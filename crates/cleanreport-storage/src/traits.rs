//! Sink and folder-store abstractions
//!
//! A [`Sink`] is the durability boundary for report data: once `store` returns `Ok`
//! the forward unit is the remote side's responsibility. Cloud-file sinks are built
//! on a [`FolderStore`], which only knows folders and files.

use async_trait::async_trait;
use bytes::Bytes;
use cleanreport_core::{ForwardUnit, SinkBackend};
use thiserror::Error;

/// Sink operation errors
#[derive(Debug, Error)]
pub enum SinkError {
    #[error("Sink rejected the request with status {status}: {body}")]
    Rejected { status: u16, body: String },

    #[error("Sink transport error: {0}")]
    Transport(String),

    #[error("Sink call timed out after {0}s")]
    Timeout(u64),

    #[error("Folder resolution failed: {0}")]
    Folder(String),

    #[error("File write failed: {0}")]
    Write(String),

    #[error("Invalid image payload: {0}")]
    InvalidImage(String),

    #[error("Sink configuration error: {0}")]
    Config(String),
}

impl SinkError {
    /// Whether delivering the same unit again can succeed.
    pub fn is_retryable(&self) -> bool {
        match self {
            SinkError::Rejected { status, .. } => {
                *status >= 500 || *status == 408 || *status == 429
            }
            SinkError::Transport(_)
            | SinkError::Timeout(_)
            | SinkError::Folder(_)
            | SinkError::Write(_) => true,
            SinkError::InvalidImage(_) | SinkError::Config(_) => false,
        }
    }
}

/// Result type for sink operations
pub type SinkResult<T> = Result<T, SinkError>;

/// Destination of forwarded reports
#[async_trait]
pub trait Sink: Send + Sync {
    /// Deliver one forward unit. Re-delivering the same unit must not duplicate data
    /// beyond what the remote side dedupes by `(submissionId, sequence)`.
    async fn store(&self, unit: &ForwardUnit) -> SinkResult<()>;

    fn backend_type(&self) -> SinkBackend;
}

/// Folder store operation errors
#[derive(Debug, Error)]
pub enum FolderStoreError {
    #[error("Folder not found: {0}")]
    NotFound(String),

    #[error("Invalid name: {0}")]
    InvalidName(String),

    #[error("Create failed: {0}")]
    CreateFailed(String),

    #[error("Write failed: {0}")]
    WriteFailed(String),

    #[error("Storage backend error: {0}")]
    BackendError(String),

    #[error("IO error: {0}")]
    IoError(#[from] std::io::Error),

    #[error("Configuration error: {0}")]
    ConfigError(String),
}

/// Result type for folder store operations
pub type FolderResult<T> = Result<T, FolderStoreError>;

/// Handle to a folder under the store's root.
#[derive(Debug, Clone, PartialEq, Eq, Hash)]
pub struct FolderRef {
    pub name: String,
    /// Backend-specific location (directory path or object prefix).
    pub key: String,
}

/// Folder/file storage used by [`crate::DriveSink`]
///
/// Names passed in are single path components; implementations reject anything that
/// could escape the root.
#[async_trait]
pub trait FolderStore: Send + Sync {
    /// Look up a folder by name.
    async fn find_folder(&self, name: &str) -> FolderResult<Option<FolderRef>>;

    /// Create a folder if absent. Creating an existing folder returns it unchanged.
    async fn create_folder(&self, name: &str) -> FolderResult<FolderRef>;

    /// Write (or overwrite) a file inside `folder`. Returns the file's key.
    async fn write_file(
        &self,
        folder: &FolderRef,
        file_name: &str,
        content_type: &str,
        data: Bytes,
    ) -> FolderResult<String>;

    /// File names inside `folder`, sorted.
    async fn list_files(&self, folder: &FolderRef) -> FolderResult<Vec<String>>;

    fn backend_type(&self) -> SinkBackend;
}

pub(crate) fn validate_component(name: &str) -> FolderResult<()> {
    if name.is_empty()
        || name == "."
        || name.contains("..")
        || name.contains('/')
        || name.contains('\\')
    {
        return Err(FolderStoreError::InvalidName(name.to_string()));
    }
    Ok(())
}
//! Client-side errors.

use cleanreport_processing::CompressionError;
use std::fmt::{Display, Formatter, Result as FmtResult};

/// Message shown whenever sending to the relay fails.
pub const SEND_FAILED_MESSAGE: &str = "送信中にエラーが発生しました。\n通信環境を確認してください。";

/// Message shown when a submit is attempted with required inputs missing.
pub const MISSING_FIELDS_MESSAGE: &str = "必須項目をすべて入力してください";

/// A condition that keeps the form from being submitted.
#[derive(Debug, Clone, PartialEq, Eq)]
pub enum Requirement {
    Staff,
    Site,
    ReportDate,
    WorkTime,
    Photos { field_id: &'static str, label: &'static str },
}

impl Display for Requirement {
    fn fmt(&self, f: &mut Formatter<'_>) -> FmtResult {
        match self {
            Requirement::Staff => write!(f, "担当者を入力してください"),
            Requirement::Site => write!(f, "現場名を入力してください"),
            Requirement::ReportDate => write!(f, "作業日を選択してください"),
            Requirement::WorkTime => write!(f, "作業時間を選択してください"),
            Requirement::Photos { label, .. } => write!(f, "{}の写真を選択してください", label),
        }
    }
}

/// One photo that could not be compressed.
#[derive(Debug)]
pub struct CompressionFailure {
    pub file: String,
    pub error: CompressionError,
}

#[derive(Debug, thiserror::Error)]
pub enum ValidationError {
    #[error("一度に選択できるのは{max}枚までです")]
    TooManyFiles {
        field_id: String,
        max: usize,
        selected: usize,
    },

    #[error("{label}は現在の清掃区分では選択できません")]
    FieldInactive { field_id: String, label: String },

    #[error("Unknown photo field: {0}")]
    UnknownField(String),

    #[error("作業時間はフィルター清掃を含む区分でのみ入力できます")]
    WorkTimeDisabled,

    #[error("必須項目をすべて入力してください")]
    MissingField(Vec<Requirement>),

    #[error("画像の圧縮に失敗しました: {}", file_list(.0))]
    Compression(Vec<CompressionFailure>),
}

fn file_list(failures: &[CompressionFailure]) -> String {
    failures
        .iter()
        .map(|f| f.file.as_str())
        .collect::<Vec<_>>()
        .join(", ")
}

/// Failure talking to the relay.
#[derive(Debug, Clone, PartialEq, Eq, thiserror::Error)]
pub enum TransportError {
    #[error("Relay responded with status {0}")]
    Status(u16),

    #[error("Relay unreachable: {0}")]
    Network(String),
}

#[derive(Debug, thiserror::Error)]
pub enum SubmitError {
    #[error(transparent)]
    Validation(#[from] ValidationError),

    #[error(transparent)]
    Transport(#[from] TransportError),
}

impl SubmitError {
    /// Text for the user. Transport failures all map to one generic retry prompt.
    pub fn user_message(&self) -> String {
        match self {
            SubmitError::Validation(e) => e.to_string(),
            SubmitError::Transport(_) => SEND_FAILED_MESSAGE.to_string(),
        }
    }
}

#[cfg(test)]
mod tests {
    use super::*;

    #[test]
    fn test_too_many_files_message() {
        let err = ValidationError::TooManyFiles {
            field_id: "normal_photos".to_string(),
            max: 10,
            selected: 11,
        };
        assert_eq!(err.to_string(), "一度に選択できるのは10枚までです");
    }

    #[test]
    fn test_transport_errors_share_one_message() {
        let status = SubmitError::from(TransportError::Status(502));
        let network = SubmitError::from(TransportError::Network("reset".into()));
        assert_eq!(status.user_message(), SEND_FAILED_MESSAGE);
        assert_eq!(network.user_message(), SEND_FAILED_MESSAGE);
    }

    #[test]
    fn test_compression_failure_lists_files() {
        let err = ValidationError::Compression(vec![
            CompressionFailure {
                file: "a.heic".to_string(),
                error: CompressionError::Decode("unsupported".into()),
            },
            CompressionFailure {
                file: "b.txt".to_string(),
                error: CompressionError::Decode("unsupported".into()),
            },
        ]);
        assert_eq!(err.to_string(), "画像の圧縮に失敗しました: a.heic, b.txt");
    }
}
========================
» **How to complete this task**
Provide the count of lines in the records above that hold the word "struct", with no other text.

» **Answer for this exercise**
2